Daily Crawlers

Written in Python 3.7.6

Some Crawlers for Daily Data Collection, through Naive Approaches (without Scrapy Framework)

Usage

Simply clone/download the files in the repository
Execute command pip install -r requirements.txt (or others) to install/ensure all required modules/packages are satisfied
Specify path, check global variables
Run the codes and have a cup of coffee when you wait for the execution

Declaration

All data belong to the corresponding source sites.
The crawlers (sometimes together with crawled data) are provided only for proper private use.
Anyone who risk abusing, in any forms, is to be blamed and should shoulder the responsibility on his/her own.

IMPORTANT REMINDER

Please refer to the corresponding data source sites for more detailed rules (with regard to privacy, distribution, etc.).
Please wisely use data.

SJTU Zhiyuan College Namelist

Description

Repository Folder Name: ./202004 SJTU Zhiyuan Namelist/
Functionality: It crawls the information of the students involved in Shanghai Jiaotong University (SJTU) Zhiyuan College.
Contents include:
- Names lists of students of all majors and years
- Students' self description
- Students' profiles
Source: SJTU Zhiyuan College - Students

Sample File Tree

  ─┬─ OUTPUT_DES_ROOT      <folder>    make sure path exists
   └─┬─ OUTPUT_DES_FOLDER  <folder>    root of crawled results
     ├─── &&&.xlsx         <file>      result file
     └─── &&&.jpg          <file>      profiles, filename format "major year id name.jpg"

Getting Started

There are some global variables that you may be concerned about, for customized settings and an easier use:

ROOT: Root URL of source site.
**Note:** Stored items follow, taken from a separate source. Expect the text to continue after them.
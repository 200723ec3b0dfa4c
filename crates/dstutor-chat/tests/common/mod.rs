#![allow(dead_code)]

use std::sync::atomic::{AtomicUsize, Ordering};
use std::time::Duration;

use async_trait::async_trait;
use dstutor_api::{LlmClient, ModelReply};
use dstutor_chat::TutorConfig;
use serde_json::json;
use tempfile::TempDir;
use wiremock::matchers::{body_string_contains, method, path};
use wiremock::{Mock, MockServer, ResponseTemplate};

pub const GEMINI_MODEL: &str = "gemini-1.5-flash";

/// Common test utilities for pipeline testing
pub struct TestFixtures {
    pub temp_dir: TempDir,
}

impl TestFixtures {
    pub fn new() -> Self {
        Self {
            temp_dir: TempDir::new().expect("Failed to create temp directory"),
        }
    }

    pub fn history_path(&self) -> std::path::PathBuf {
        self.temp_dir.path().join("chat_history.json")
    }
}

pub fn fast_config() -> TutorConfig {
    TutorConfig {
        stream_delay: Duration::ZERO,
        ..TutorConfig::default()
    }
}

/// Model that always gives the same verdict and counts non-classifier calls
pub struct FixedVerdictClient {
    verdict: String,
    pub classifier_calls: AtomicUsize,
    pub answer_calls: AtomicUsize,
}

impl FixedVerdictClient {
    pub fn new(verdict: &str) -> Self {
        Self {
            verdict: verdict.to_string(),
            classifier_calls: AtomicUsize::new(0),
            answer_calls: AtomicUsize::new(0),
        }
    }

    pub fn answers(&self) -> usize {
        self.answer_calls.load(Ordering::SeqCst)
    }
}

#[async_trait]
impl LlmClient for FixedVerdictClient {
    async fn invoke(&self, prompt: &str) -> anyhow::Result<ModelReply> {
        if prompt.contains("Answer with just **YES** or **NO**") {
            self.classifier_calls.fetch_add(1, Ordering::SeqCst);
            Ok(ModelReply::new(self.verdict.clone()))
        } else {
            self.answer_calls.fetch_add(1, Ordering::SeqCst);
            Ok(ModelReply::new(format!("answer to: {}", prompt)))
        }
    }

    fn model_name(&self) -> &str {
        "fixed-verdict"
    }
}

fn gemini_reply(text: &str) -> ResponseTemplate {
    ResponseTemplate::new(200).set_body_json(json!({
        "candidates": [{
            "content": { "role": "model", "parts": [{ "text": text }] },
            "finishReason": "STOP"
        }]
    }))
}

/// Gemini stand-in: classifier prompts get `verdict`, other prompts get `answer`
pub async fn gemini_tutor_server(verdict: &str, answer: &str) -> MockServer {
    let server = MockServer::start().await;
    let endpoint = format!("/v1beta/models/{}:generateContent", GEMINI_MODEL);

    Mock::given(method("POST"))
        .and(path(endpoint.clone()))
        .and(body_string_contains("Answer with just **YES** or **NO**"))
        .respond_with(gemini_reply(verdict))
        .with_priority(1)
        .mount(&server)
        .await;

    Mock::given(method("POST"))
        .and(path(endpoint))
        .respond_with(gemini_reply(answer))
        .mount(&server)
        .await;

    server
}
use anyhow::{anyhow, Context, Result};
use colored::Colorize;
use std::path::Path;

use dstutor_chat::{comparison_table, comparison_tables, diagram, diagrams, save_transcript, HistoryStore};

use super::setup::AppConfig;
use super::terminal::TerminalSink;

/// Run in task mode - answer a single question and exit
pub async fn run_task_mode(app_config: &AppConfig, question: String) -> Result<()> {
    let tutor = app_config.build_tutor()?;
    let mut state = tutor.new_session(app_config.username.clone(), app_config.role);
    let mut sink = TerminalSink::new(true);

    let report = tutor.handle_question(&mut state, &question, &mut sink).await?;
    log::debug!("task finished with {:?}", report.outcome);
    Ok(())
}

/// Print one comparison table, or list them all when `name` is None
pub fn print_tables(name: Option<&str>) -> Result<()> {
    match name {
        Some(name) => {
            let table = comparison_table(name).ok_or_else(|| {
                anyhow!("No comparison table named '{}'. Run `dstutor tables` to list them.", name)
            })?;
            println!("{}", table.name.bright_cyan().bold());
            println!("{}", table.to_markdown());
        }
        None => {
            println!("{}", "Comparison tables:".bright_cyan());
            for table in comparison_tables() {
                println!("  {}", table.name);
            }
        }
    }
    Ok(())
}

/// Print one diagram as DOT, or list them all when `name` is None
pub fn print_diagrams(name: Option<&str>) -> Result<()> {
    match name {
        Some(name) => {
            let found = diagram(name).ok_or_else(|| {
                anyhow!("No diagram named '{}'. Run `dstutor diagrams` to list them.", name)
            })?;
            println!("{}", format!("// {}", found.name).bright_black());
            println!("{}", found.dot);
        }
        None => {
            println!("{}", "Diagrams (Graphviz DOT):".bright_cyan());
            for d in diagrams() {
                println!("  {}", d.name);
            }
        }
    }
    Ok(())
}

/// Write the turns stored in `history` to `output` as a plain-text transcript
pub fn export_history(history: &Path, output: &Path, username: &str) -> Result<()> {
    let turns = HistoryStore::new(history).load()?;
    save_transcript(output, &turns, username)
        .with_context(|| format!("Failed to export transcript to {}", output.display()))?;
    println!(
        "{} Exported {} turns to {}",
        "💾".bright_green(),
        turns.len(),
        output.display()
    );
    Ok(())
}

/// Replace the history file's contents with an empty list
pub fn clear_history_file(history: &Path) -> Result<()> {
    HistoryStore::new(history).persist(&[])?;
    println!("{} Cleared {}", "🧹".bright_green(), history.display());
    Ok(())
}
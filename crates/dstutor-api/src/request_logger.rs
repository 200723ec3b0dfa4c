use anyhow::{Context, Result};
use colored::Colorize;
use std::fs;
use std::path::PathBuf;
use std::time::{SystemTime, UNIX_EPOCH};

const CONSOLE_BODY_LIMIT: usize = 5000;

/// Safely truncate a string to a maximum number of characters
pub fn safe_truncate(s: &str, max_chars: usize) -> String {
    if s.chars().count() <= max_chars {
        s.to_string()
    } else {
        // Reserve space for "..." suffix
        let trunc_chars = max_chars.saturating_sub(3);
        format!("{}...", s.chars().take(trunc_chars).collect::<String>())
    }
}

/// Get or create the logs directory (~/.dstutor/logs)
pub fn get_logs_dir() -> Result<PathBuf> {
    let home_dir = std::env::var("HOME")
        .or_else(|_| std::env::var("USERPROFILE"))
        .context("Failed to get home directory")?;

    let logs_dir = PathBuf::from(home_dir).join(".dstutor").join("logs");
    if !logs_dir.exists() {
        fs::create_dir_all(&logs_dir).context("Failed to create logs directory")?;
    }

    Ok(logs_dir)
}

/// First ten characters of the key, enough to tell keys apart
fn mask_key(api_key: &str) -> String {
    if api_key.is_empty() {
        return "(none)".to_string();
    }
    format!("{}***", api_key.chars().take(10).collect::<String>())
}

fn describe_url(url: &str) -> Vec<(&'static str, String)> {
    let mut fields = vec![("URL", url.to_string())];
    if let Ok(parsed) = reqwest::Url::parse(url) {
        fields.push(("Host", parsed.host_str().unwrap_or("unknown").to_string()));
        let port = parsed.port().map(|p| p.to_string()).unwrap_or_else(|| {
            if parsed.scheme() == "https" {
                "443 (default)".to_string()
            } else {
                "80 (default)".to_string()
            }
        });
        fields.push(("Port", port));
        fields.push(("Scheme", parsed.scheme().to_string()));
    }
    fields
}

fn print_limited(text: &str) {
    if text.chars().count() > CONSOLE_BODY_LIMIT {
        println!("{}", safe_truncate(text, CONSOLE_BODY_LIMIT));
        println!(
            "\n{}",
            format!("... (truncated, total {} bytes)", text.len()).bright_black()
        );
    } else {
        println!("{}", text);
    }
}

/// Log HTTP request details for debugging (console output)
pub fn log_request(url: &str, request: &serde_json::Value, api_key: &str, verbose: bool) {
    log::debug!("POST {}", url);
    if !verbose {
        return;
    }

    println!("\n{}", "═".repeat(80).bright_cyan());
    println!("{}", "🔍 HTTP REQUEST DEBUG".bright_cyan().bold());
    println!("{}", "═".repeat(80).bright_cyan());

    for (label, value) in describe_url(url) {
        println!("{}: {}", label.bright_yellow(), value);
    }

    println!("\n{}", "Headers:".bright_yellow());
    println!("  Content-Type: application/json");
    println!("  API key: {}", mask_key(api_key));

    println!("\n{}", "Request Body:".bright_yellow());
    match serde_json::to_string_pretty(request) {
        Ok(json) => print_limited(&json),
        Err(e) => println!("{}", format!("Error serializing request: {}", e).red()),
    }

    println!("{}", "═".repeat(80).bright_cyan());
    println!();
}

/// Log HTTP request to file for persistent debugging
pub fn log_request_to_file(url: &str, request: &serde_json::Value, model: &str, api_key: &str) -> Result<()> {
    let logs_dir = get_logs_dir()?;

    let timestamp = SystemTime::now()
        .duration_since(UNIX_EPOCH)
        .map(|d| d.as_secs())
        .unwrap_or_default();

    let filename = format!("req-{}-{}.txt", timestamp, model.replace('/', "-"));
    let file_path = logs_dir.join(&filename);

    let mut log_content = String::new();
    log_content.push_str("HTTP REQUEST LOG\n");
    log_content.push_str("================\n\n");
    log_content.push_str(&format!("Timestamp: {}\n", timestamp));
    log_content.push_str(&format!("Model: {}\n\n", model));

    for (label, value) in describe_url(url) {
        log_content.push_str(&format!("{}: {}\n", label, value));
    }

    log_content.push_str("\nHeaders:\n");
    log_content.push_str("  Content-Type: application/json\n");
    log_content.push_str(&format!("  API key: {}\n\n", mask_key(api_key)));

    log_content.push_str("Request Body:\n");
    match serde_json::to_string_pretty(request) {
        Ok(json) => {
            log_content.push_str(&json);
            log_content.push('\n');
        }
        Err(e) => log_content.push_str(&format!("Error serializing request: {}\n", e)),
    }

    fs::write(&file_path, log_content)
        .with_context(|| format!("Failed to write request log to {}", file_path.display()))?;

    println!("{}", format!("📝 Request logged to: {}", filename).bright_blue());
    Ok(())
}

/// Log HTTP response details for debugging (console output)
pub fn log_response(
    status: &reqwest::StatusCode,
    headers: &reqwest::header::HeaderMap,
    body: &str,
    verbose: bool,
) {
    log::debug!("response status {}", status.as_u16());
    if !verbose {
        return;
    }

    println!("\n{}", "═".repeat(80).bright_green());
    println!("{}", "📥 HTTP RESPONSE DEBUG".bright_green().bold());
    println!("{}", "═".repeat(80).bright_green());

    println!(
        "{}: {} {}",
        "Status".bright_yellow(),
        status.as_u16(),
        status.canonical_reason().unwrap_or("Unknown")
    );

    println!("\n{}", "Headers:".bright_yellow());
    for (name, value) in headers.iter() {
        if let Ok(val_str) = value.to_str() {
            println!("  {}: {}", name.as_str().bright_white(), val_str);
        }
    }

    println!("\n{}", "Response Body:".bright_yellow());
    // Pretty-print JSON, fall back to raw text
    let pretty = serde_json::from_str::<serde_json::Value>(body)
        .ok()
        .and_then(|v| serde_json::to_string_pretty(&v).ok());
    print_limited(pretty.as_deref().unwrap_or(body));

    println!("{}", "═".repeat(80).bright_green());
    println!();
}
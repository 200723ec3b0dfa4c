pub mod setup;
pub mod task;
pub mod repl;
pub mod terminal;
pub mod web_server;

pub use setup::{setup_from_cli, AppConfig};
pub use task::{clear_history_file, export_history, print_diagrams, print_tables, run_task_mode};
pub use repl::{run_repl_mode, ReplCommand};
pub use terminal::TerminalSink;
pub use web_server::run_web_server;
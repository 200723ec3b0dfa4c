pub mod factory;
pub use factory::ClientFactory;

/// Backend type for LLM models
#[derive(Debug, Clone, Copy, PartialEq, Eq)]
pub enum BackendType {
    Gemini,
    Groq,
    Anthropic,
    Llama,
    OpenAI,
}

impl BackendType {
    /// Parse backend type from string
    pub fn from_str(s: &str) -> Option<Self> {
        match s.to_lowercase().as_str() {
            "gemini" | "google" => Some(Self::Gemini),
            "groq" => Some(Self::Groq),
            "anthropic" | "claude" => Some(Self::Anthropic),
            "llama" | "llamacpp" | "llama.cpp" | "llama-cpp" => Some(Self::Llama),
            "openai" => Some(Self::OpenAI),
            _ => None,
        }
    }

    /// Get string representation
    pub fn as_str(&self) -> &str {
        match self {
            Self::Gemini => "gemini",
            Self::Groq => "groq",
            Self::Anthropic => "anthropic",
            Self::Llama => "llama",
            Self::OpenAI => "openai",
        }
    }

    /// Environment variable holding the API key, if the backend needs one
    pub fn api_key_env(&self) -> Option<&'static str> {
        match self {
            Self::Gemini => Some("GOOGLE_API_KEY"),
            Self::Groq => Some("GROQ_API_KEY"),
            Self::Anthropic => Some("ANTHROPIC_API_KEY"),
            Self::OpenAI => Some("OPENAI_API_KEY"),
            Self::Llama => None,
        }
    }

    /// Model used when none is configured
    pub fn default_model(&self) -> &'static str {
        match self {
            Self::Gemini => DEFAULT_GEMINI_MODEL,
            Self::Groq => DEFAULT_GROQ_MODEL,
            Self::Anthropic => DEFAULT_ANTHROPIC_MODEL,
            Self::OpenAI => DEFAULT_OPENAI_MODEL,
            Self::Llama => "default",
        }
    }
}

/// Default Gemini API URL
pub const GEMINI_API_URL: &str = "https://generativelanguage.googleapis.com";

/// Default Groq API URL
pub const GROQ_API_URL: &str = "https://api.groq.com/openai/v1/chat/completions";

/// Default Anthropic API URL
pub const ANTHROPIC_API_URL: &str = "https://api.anthropic.com";

/// Default OpenAI API URL
pub const OPENAI_API_URL: &str = "https://api.openai.com/v1/chat/completions";

pub const DEFAULT_GEMINI_MODEL: &str = "gemini-1.5-flash";
pub const DEFAULT_GROQ_MODEL: &str = "llama-3.1-70b-versatile";
pub const DEFAULT_ANTHROPIC_MODEL: &str = "claude-3-5-sonnet-20241022";
pub const DEFAULT_OPENAI_MODEL: &str = "gpt-4o-mini";

/// Get the default URL for a given backend type
pub fn get_default_url_for_backend(backend: &BackendType) -> Option<String> {
    match backend {
        BackendType::Gemini => Some(GEMINI_API_URL.to_string()),
        BackendType::Anthropic => Some(ANTHROPIC_API_URL.to_string()),
        BackendType::Groq => Some(GROQ_API_URL.to_string()),
        BackendType::OpenAI => Some(OPENAI_API_URL.to_string()),
        BackendType::Llama => None, // Llama.cpp doesn't have a default URL
    }
}

/// Parse model configuration string in format "model@backend(api_url)" or "model@backend" or "model"
/// Returns (model_name, backend, api_url)
pub fn parse_model_spec(spec: &str) -> (String, Option<BackendType>, Option<String>) {
    let (model, rest) = match spec.split_once('@') {
        Some((model, rest)) => (model, Some(rest)),
        None => (spec, None),
    };

    let mut backend = None;
    let mut api_url = None;
    if let Some(backend_part) = rest {
        if let Some(pos) = backend_part.find('(') {
            // Format: backend(url)
            backend = BackendType::from_str(&backend_part[..pos]);
            let url = &backend_part[pos + 1..];
            api_url = Some(url.strip_suffix(')').unwrap_or(url).to_string());
        } else {
            backend = BackendType::from_str(backend_part);
        }
    }

    (model.to_string(), backend, api_url)
}

/// Normalize API URL by ensuring it has the correct path for OpenAI-compatible endpoints
pub fn normalize_api_url(url: &str) -> String {
    // If URL already contains a path with "completions", use it as-is
    if url.contains("/completions") || url.contains("/chat") {
        return url.to_string();
    }

    // If URL ends with a slash, append path without leading slash
    if url.ends_with('/') {
        format!("{}v1/chat/completions", url)
    } else {
        // Append the standard OpenAI-compatible path
        format!("{}/v1/chat/completions", url)
    }
}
Please do not modify unless invalid.
NAME_LIST_URL: URL of source page. Please do not modify unless invalid.
OUTPUT_DES_ROOT: Project-based workspace. Please make sure such a path exists. All file operations are done in such a path.
TIME_STAMP: Timestamp, used in path naming.
OUTPUT_DES_FOLDER: Path (relative) where the results of a crawl are stored, default labeled with timestamp. All results files operations are done in such a path.
SAVE_PAGE: Mode selection, whether to save the web pages.
SLEEP_INTERVAL: Sleep intervals for executions to halt. For system use only, modifications NOT recommended.
DEBUG_MODE: Mode selection, whether to show less debug logs.

Results

Generally speaking, the results are stored in a .xlsx file. They are fairly comprehensive.

MCM/ICM Results

Description

Repository Folder Name: ./202004 MCM_ICM Results/
Competitions: Mathematical Contest in Modeling, The Interdisciplinary Contest in Modeling (MCM/ICM for short)
Functionality: It crawls the competition results (Year 2019, 2020 tested) of MCM/ICM. Contents include:
- The Crawler (in Crawler.py)
  - Certificate PDFs
- The Parser (in Parser.py)
  - Winners teams list
  - Participants on each team
  - Advisor of each team
  - Prize Types For more details, please refer to Possible Goals and Modes.
Source: COMAP - Problems and Results
Team Numbers Formats (Years not Complete)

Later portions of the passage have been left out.